DEEP SPACE 224 — The Commercial Sector Merchants’ Association has appointed a special committee to gather input and develop recommendations for a lasting memorial to those who perished in the destruction of the USS Resolution (NCC-78145).
“With a permanent memorial, we hope to remember those who lost their lives, honour those heroes who inspired us with their bravery, and provide a place of quiet reflection for those whose lives changed forever,” said Brooks Landry, proprietor of Babbling Brooks Spa and the chairperson of the committee.
Destroyed in October 2398, the Resolution was a frequent visitor to Deep Space 224. Its crew, working to prevent Suliban extremists from hijacking a Genesis device, crashed the ship into a planetoid with the device aboard.
Thirteen Resolution crew members lost their lives in the disaster, as well as one Starfleet Intelligence operative who had infiltrated the Suliban group. Within hours of the news reaching the station, residents, business owners, and crew erected a makeshift memorial in a vacant storefront on the promenade.
Comprising thousands of flowers, cards, and other mementoes, the temporary memorial has since become the most visited site in the station’s commercial sector.
“The outpouring of grief has been palpable,” said Subway Sam, Commercial Sector proprietor and secretary of the memorial committee. “We want to preserve as many of the donated items as possible and incorporate them into the permanent memorial.”

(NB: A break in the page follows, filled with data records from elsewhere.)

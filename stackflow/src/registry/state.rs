//! In-memory registry state shared by the registry backends.

use crate::core::OutputRecord;
use crate::errors::StackflowError;
use crate::utils::{validate_output_key, validate_stack_name};
use chrono::{DateTime, Utc};
use serde::{Deserialize, Serialize};
use std::collections::BTreeMap;
use uuid::Uuid;

/// Latest output values of every stack, captured at one instant.
#[derive(Debug, Clone, Default, PartialEq, Eq, Serialize, Deserialize)]
pub struct OutputSnapshot {
    values: BTreeMap<String, BTreeMap<String, String>>,
    taken_at: Option<DateTime<Utc>>,
}

impl OutputSnapshot {
    /// Returns the value of `stack.key`, if recorded.
    #[must_use]
    pub fn get(&self, stack: &str, key: &str) -> Option<&str> {
        self.values.get(stack)?.get(key).map(String::as_str)
    }

    /// Returns the outputs of one stack.
    #[must_use]
    pub fn stack(&self, stack: &str) -> Option<&BTreeMap<String, String>> {
        self.values.get(stack)
    }

    /// Returns the names of stacks with recorded outputs, sorted.
    pub fn stacks(&self) -> impl Iterator<Item = &str> {
        self.values.keys().map(String::as_str)
    }

    /// Returns the number of `(stack, key)` pairs.
    #[must_use]
    pub fn len(&self) -> usize {
        self.values.values().map(BTreeMap::len).sum()
    }

    /// Returns true if nothing has been recorded.
    #[must_use]
    pub fn is_empty(&self) -> bool {
        self.len() == 0
    }

    /// Returns when the snapshot was taken.
    #[must_use]
    pub fn taken_at(&self) -> Option<DateTime<Utc>> {
        self.taken_at
    }
}

/// Append-only history of records keyed by stack then output key.
#[derive(Debug, Clone, Default)]
pub(crate) struct RegistryState {
    records: BTreeMap<String, BTreeMap<String, Vec<OutputRecord>>>,
}

impl RegistryState {
    /// Rebuilds state from a flat record list, ordering versions.
    pub(crate) fn from_records(records: Vec<OutputRecord>) -> Self {
        let mut state = Self::default();
        for record in records {
            state
                .records
                .entry(record.stack.clone())
                .or_default()
                .entry(record.key.clone())
                .or_default()
                .push(record);
        }
        for keys in state.records.values_mut() {
            for versions in keys.values_mut() {
                versions.sort_by_key(|r| r.version);
            }
        }
        state
    }

    /// Returns every record, grouped by stack and key.
    pub(crate) fn all_records(&self) -> Vec<OutputRecord> {
        self.records
            .values()
            .flat_map(BTreeMap::values)
            .flatten()
            .cloned()
            .collect()
    }

    /// Appends a new version of each output.
    pub(crate) fn append(
        &mut self,
        stack: &str,
        outputs: &BTreeMap<String, String>,
        run_id: Option<Uuid>,
    ) -> Result<BTreeMap<String, u64>, StackflowError> {
        validate_stack_name(stack)?;
        for key in outputs.keys() {
            validate_output_key(stack, key)?;
        }

        let now = Utc::now();
        let keys = self.records.entry(stack.to_string()).or_default();
        let mut versions = BTreeMap::new();

        for (key, value) in outputs {
            let history = keys.entry(key.clone()).or_default();
            let version = history.last().map_or(1, |r| r.version + 1);
            let mut record = OutputRecord::new(stack, key, value, version);
            record.applied_at = now;
            record.run_id = run_id;
            history.push(record);
            versions.insert(key.clone(), version);
        }

        Ok(versions)
    }

    pub(crate) fn latest(&self, stack: &str, key: &str) -> Option<&OutputRecord> {
        self.records.get(stack)?.get(key)?.last()
    }

    pub(crate) fn history(&self, stack: &str, key: &str) -> Vec<OutputRecord> {
        self.records
            .get(stack)
            .and_then(|keys| keys.get(key))
            .cloned()
            .unwrap_or_default()
    }

    pub(crate) fn outputs_of(&self, stack: &str) -> Vec<OutputRecord> {
        self.records
            .get(stack)
            .map(|keys| keys.values().filter_map(|v| v.last().cloned()).collect())
            .unwrap_or_default()
    }

    pub(crate) fn snapshot(&self) -> OutputSnapshot {
        let values = self
            .records
            .iter()
            .map(|(stack, keys)| {
                let latest = keys
                    .iter()
                    .filter_map(|(key, versions)| versions.last().map(|r| (key.clone(), r.value.clone())))
                    .collect();
                (stack.clone(), latest)
            })
            .collect();

        OutputSnapshot {
            values,
            taken_at: Some(Utc::now()),
        }
    }
}

#[cfg(test)]
mod tests {
    use super::*;

    fn outputs(pairs: &[(&str, &str)]) -> BTreeMap<String, String> {
        pairs.iter().map(|(k, v)| ((*k).to_string(), (*v).to_string())).collect()
    }

    #[test]
    fn test_versions_are_per_key() {
        let mut state = RegistryState::default();
        state.append("network", &outputs(&[("vpcId", "v1"), ("lb", "l1")]), None).unwrap();
        let versions = state.append("network", &outputs(&[("vpcId", "v2")]), None).unwrap();

        assert_eq!(versions.get("vpcId"), Some(&2));
        assert_eq!(state.latest("network", "lb").unwrap().version, 1);
        assert_eq!(state.history("network", "vpcId").len(), 2);
    }

    #[test]
    fn test_history_is_preserved() {
        let mut state = RegistryState::default();
        state.append("certificate", &outputs(&[("certArn", "a")]), None).unwrap();
        state.append("certificate", &outputs(&[("certArn", "b")]), None).unwrap();

        let values: Vec<_> = state
            .history("certificate", "certArn")
            .into_iter()
            .map(|r| (r.version, r.value))
            .collect();
        assert_eq!(values, vec![(1, "a".to_string()), (2, "b".to_string())]);
    }

    #[test]
    fn test_malformed_key_rejected() {
        let mut state = RegistryState::default();
        assert!(state.append("network", &outputs(&[("bad key", "x")]), None).is_err());
        assert!(state.append("Network", &outputs(&[("vpcId", "x")]), None).is_err());
        assert!(state.snapshot().is_empty());
    }

    #[test]
    fn test_from_records_round_trip() {
        let mut state = RegistryState::default();
        state.append("network", &outputs(&[("vpcId", "v1")]), None).unwrap();
        state.append("network", &outputs(&[("vpcId", "v2")]), None).unwrap();
        state.append("cognito", &outputs(&[("userPoolId", "p")]), None).unwrap();

        let mut records = state.all_records();
        records.reverse();
        let rebuilt = RegistryState::from_records(records);

        assert_eq!(rebuilt.latest("network", "vpcId").unwrap().value, "v2");
        assert_eq!(rebuilt.snapshot().len(), 2);
    }

    #[test]
    fn test_snapshot_reads_latest() {
        let mut state = RegistryState::default();
        state.append("network", &outputs(&[("vpcId", "v1")]), None).unwrap();
        state.append("network", &outputs(&[("vpcId", "v2")]), None).unwrap();

        let snapshot = state.snapshot();
        assert_eq!(snapshot.get("network", "vpcId"), Some("v2"));
        assert_eq!(snapshot.get("network", "missing"), None);
        assert!(snapshot.taken_at().is_some());
    }
}
//! Cooperative cancellation for deployment runs.

mod token;

pub use token::CancellationToken;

The committee will hold monthly open forums to solicit opinions about the memorial’s location, appearance, and content. Those wishing to offer public comments may also submit them in writing before each forum.
“We invite any person who was impacted by the destruction of the Resolution to take part in developing the memorial, whether or not you live on Deep Space 224,” said Landry.
Station residents are largely in favour of a permanent memorial, which comes as little surprise given the frequency of the Resolution’s visits to Deep Space 224 and the close working relationships between the two crews. “I thought I lost someone very dear to me on that ship,” said security officer Lt. Tina Kuppasoop. “Sure, he survived, but many of his crewmates didn’t. Every time I walk by the temporary memorial, I am reminded of their sacrifice.”
Initial proposals ranged from a plaque or obelisk installed on the promenade to setting aside a section of the garden in the station’s arboretum. The committee hoped to recruit some of the station’s Starfleet crew and Resolution survivors, to gain a wider diversity of input and to advise on the most appropriate tone for the project.
The next open forum will take place next Friday at 1330 hours in the Conference Room on Deck 120.